- Tay-Sachs disease is an autosomal recessive condition caused by deficiency of the enzyme hexosaminidase A (HEX A).
- The carrier frequency for Tay-Sachs disease is about 1 in 30 amongst Jews of Ashkenazi ancestry, which in that population group gives a disease incidence of 1 in 3600 children born. In the majority of other populations the carrier frequency is between 1 in 250 and 1 in 300.
- Tay-Sachs disease is characterised by a normal early infancy, followed by a cessation and then loss of motor skills beginning between three and six months of age. Seizures, initially as myoclonic jerks, and visual problems develop, accompanied by a characteristic cherry-red spot on the macula of the retina.
- The child shows progressive neurodegeneration, including worsening seizures, and blindness, developing spasticity and decerebrate posturing, and leading to death usually before four years of age.
- There are also milder juvenile (subacute) and chronic and adult-onset variants of hexosaminidase A deficiencies; the latter often demonstrating long-term survival.

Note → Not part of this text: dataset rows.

//! Backend connection settings
//!
//! Supplied by the hosting environment. The browser build bakes them in at
//! compile time (`option_env!`); anything else can pass its own lookup.

use serde::{Deserialize, Serialize};
use thiserror::Error;

pub const ENV_API_KEY: &str = "WISHLINK_FIREBASE_API_KEY";
pub const ENV_AUTH_DOMAIN: &str = "WISHLINK_FIREBASE_AUTH_DOMAIN";
pub const ENV_PROJECT_ID: &str = "WISHLINK_FIREBASE_PROJECT_ID";
pub const ENV_STORAGE_BUCKET: &str = "WISHLINK_FIREBASE_STORAGE_BUCKET";
pub const ENV_MESSAGING_SENDER_ID: &str = "WISHLINK_FIREBASE_MESSAGING_SENDER_ID";
pub const ENV_APP_ID: &str = "WISHLINK_FIREBASE_APP_ID";
pub const ENV_MEASUREMENT_ID: &str = "WISHLINK_FIREBASE_MEASUREMENT_ID";

#[derive(Debug, Clone, PartialEq, Eq, Error)]
pub enum ConfigError {
    #[error("missing required setting {0}")]
    Missing(&'static str),
}

/// Firebase web app settings, serialized the way the SDK expects them
#[derive(Debug, Clone, PartialEq, Eq, Serialize, Deserialize)]
#[serde(rename_all = "camelCase")]
pub struct FirebaseConfig {
    pub api_key: String,
    pub auth_domain: String,
    pub project_id: String,
    #[serde(skip_serializing_if = "Option::is_none")]
    pub storage_bucket: Option<String>,
    #[serde(skip_serializing_if = "Option::is_none")]
    pub messaging_sender_id: Option<String>,
    pub app_id: String,
    #[serde(skip_serializing_if = "Option::is_none")]
    pub measurement_id: Option<String>,
}

impl FirebaseConfig {
    /// Build from a key lookup. Blank values count as missing.
    pub fn from_lookup<F>(lookup: F) -> Result<Self, ConfigError>
    where
        F: Fn(&str) -> Option<String>,
    {
        let get = |key: &str| {
            lookup(key)
                .map(|value| value.trim().to_string())
                .filter(|value| !value.is_empty())
        };
        let required = |key: &'static str| get(key).ok_or(ConfigError::Missing(key));

        let api_key = required(ENV_API_KEY)?;
        let project_id = required(ENV_PROJECT_ID)?;
        let app_id = required(ENV_APP_ID)?;
        let auth_domain =
            get(ENV_AUTH_DOMAIN).unwrap_or_else(|| format!("{}.firebaseapp.com", project_id));

        Ok(Self {
            api_key,
            auth_domain,
            project_id,
            storage_bucket: get(ENV_STORAGE_BUCKET),
            messaging_sender_id: get(ENV_MESSAGING_SENDER_ID),
            app_id,
            measurement_id: get(ENV_MEASUREMENT_ID),
        })
    }

    /// Settings baked in from the build environment
    pub fn from_build_env() -> Result<Self, ConfigError> {
        Self::from_lookup(|key| build_env(key).map(str::to_string))
    }
}

fn build_env(key: &str) -> Option<&'static str> {
    match key {
        ENV_API_KEY => option_env!("WISHLINK_FIREBASE_API_KEY"),
        ENV_AUTH_DOMAIN => option_env!("WISHLINK_FIREBASE_AUTH_DOMAIN"),
        ENV_PROJECT_ID => option_env!("WISHLINK_FIREBASE_PROJECT_ID"),
        ENV_STORAGE_BUCKET => option_env!("WISHLINK_FIREBASE_STORAGE_BUCKET"),
        ENV_MESSAGING_SENDER_ID => option_env!("WISHLINK_FIREBASE_MESSAGING_SENDER_ID"),
        ENV_APP_ID => option_env!("WISHLINK_FIREBASE_APP_ID"),
        ENV_MEASUREMENT_ID => option_env!("WISHLINK_FIREBASE_MEASUREMENT_ID"),
        _ => None,
    }
}

#[cfg(test)]
mod tests {
    use super::*;
    use std::collections::HashMap;

    fn lookup(pairs: &[(&str, &str)]) -> impl Fn(&str) -> Option<String> {
        let map: HashMap<String, String> = pairs
            .iter()
            .map(|(k, v)| (k.to_string(), v.to_string()))
            .collect();
        move |key: &str| map.get(key).cloned()
    }

    #[test]
    fn test_minimal_config() {
        let config = FirebaseConfig::from_lookup(lookup(&[
            (ENV_API_KEY, "key"),
            (ENV_PROJECT_ID, "wishlink-dev"),
            (ENV_APP_ID, "1:2:web:3"),
        ]))
        .unwrap();

        assert_eq!(config.auth_domain, "wishlink-dev.firebaseapp.com");
        assert_eq!(config.storage_bucket, None);
        assert_eq!(config.measurement_id, None);
    }

    #[test]
    fn test_missing_required_key() {
        let err = FirebaseConfig::from_lookup(lookup(&[
            (ENV_API_KEY, "key"),
            (ENV_APP_ID, "1:2:web:3"),
        ]))
        .unwrap_err();
        assert_eq!(err, ConfigError::Missing(ENV_PROJECT_ID));
    }

    #[test]
    fn test_blank_value_counts_as_missing() {
        let err = FirebaseConfig::from_lookup(lookup(&[
            (ENV_API_KEY, "  "),
            (ENV_PROJECT_ID, "p"),
            (ENV_APP_ID, "a"),
        ]))
        .unwrap_err();
        assert_eq!(err, ConfigError::Missing(ENV_API_KEY));
    }

    #[test]
    fn test_explicit_values_win() {
        let config = FirebaseConfig::from_lookup(lookup(&[
            (ENV_API_KEY, "key"),
            (ENV_PROJECT_ID, "p"),
            (ENV_APP_ID, "a"),
            (ENV_AUTH_DOMAIN, "login.example.com"),
            (ENV_MEASUREMENT_ID, "G-123"),
        ]))
        .unwrap();
        assert_eq!(config.auth_domain, "login.example.com");
        assert_eq!(config.measurement_id.as_deref(), Some("G-123"));
    }
}
//! WishLink Frontend Entry Point

mod app;
mod browser;
mod components;
mod context;
mod firebase;
mod store;

use app::App;
use leptos::prelude::*;

fn main() {
    console_error_panic_hook::set_once();
    if let Err(e) = web_logger::init_logger("WishLink", log::LevelFilter::Info) {
        web_sys::console::error_1(&format!("Logger init failed: {e}").into());
    }
    mount_to_body(App);
}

- Clinical suspicion in an infant or child who shows cessation and/or decline of an initially normal motor developmental progress, and develops other neurological signs, but not an enlarged liver or spleen.
- Family history enquiry specifically to include questions about Ashkenazi Jewish ancestry.
- Eye examination to detect cherry-red spot on the macula of the retina.
- Blood sample for serum and white cell lysosomal enzyme assay, specifically hexosaminidase A and B (HEX A is deficient; HEX B is normal).
- DNA testing for HEXA gene mutation analysis.
- Tay-Sachs disease is caused by mutations in the alpha subunit of the HEXA (hexosaminidase A) gene on chromosome 15.
- More than 100 HEXA mutations causing Tay-Sachs disease have been identified to date. Amongst Ashkenazi Jewish people, two of these mutations account for 90-95% of all affected chromosomes.
- At least one of these HEXA DNA variants is a pseudo-deficiency allele, leading to apparent low Hex-A enzyme activity in the biochemical test, but not in vivo, and does not cause clinical disease.
- Management of infants and children with Tay Sachs disease should be by or under the guidance of a paediatric neurologist, or inherited metabolic disease specialist.
- Management is largely supportive and palliative. Seizure control may be achieved initially with standard anti-convulsant drugs, but progression of neurodegeneration will necessitate alterations in the types and dose of anti-convulsant regime required.
- In juveniles or adults with the later-onset presentations there can be psychiatric manifestations, but response to antipsychotic treatments is unpredictable, and often poor.
- In the biochemical laboratory test for HEX A activity, a pseudodeficiency allele (which does not cause HEX A enzyme deficiency in vivo) accounts for 36% of apparent HEX A deficiency heterozygotes in non-Jewish populations, and for 2% in Jewish populations. A diagnosis of Tay-Sachs disease, or a biochemical carrier test, should therefore be supported by molecular genetic confirmation.
- Carrier testing is possible by direct mutation detection if known, or assay of HEX A enzymatic activity (provided there is no confounding pseudodeficiency).
- Prenatal diagnosis is possible (from chorion villus biopsy from 11 weeks gestation, or by later amniocentesis) by direct mutation detection if known, or by enzyme analysis otherwise. If a family is considering prenatal diagnosis for the first time, referral to Obstetrics/Fetal medicine or to the local Clinical Genetics service should be made prior to a pregnancy if at all possible. This can ensure that pseudodeficiency should not be a confounding issue. Referral to Clinical Genetics can also facilitate the offer of appropriate advice and carrier test investigation to family members.
- Preimplantation genetic diagnosis (PGD) is licensed in the UK for couples who are both carriers for Tay Sachs Disease.
This information is intended for educational use and was current in February 2014. For clinical management, it is recommended that local guidelines and protocols are used.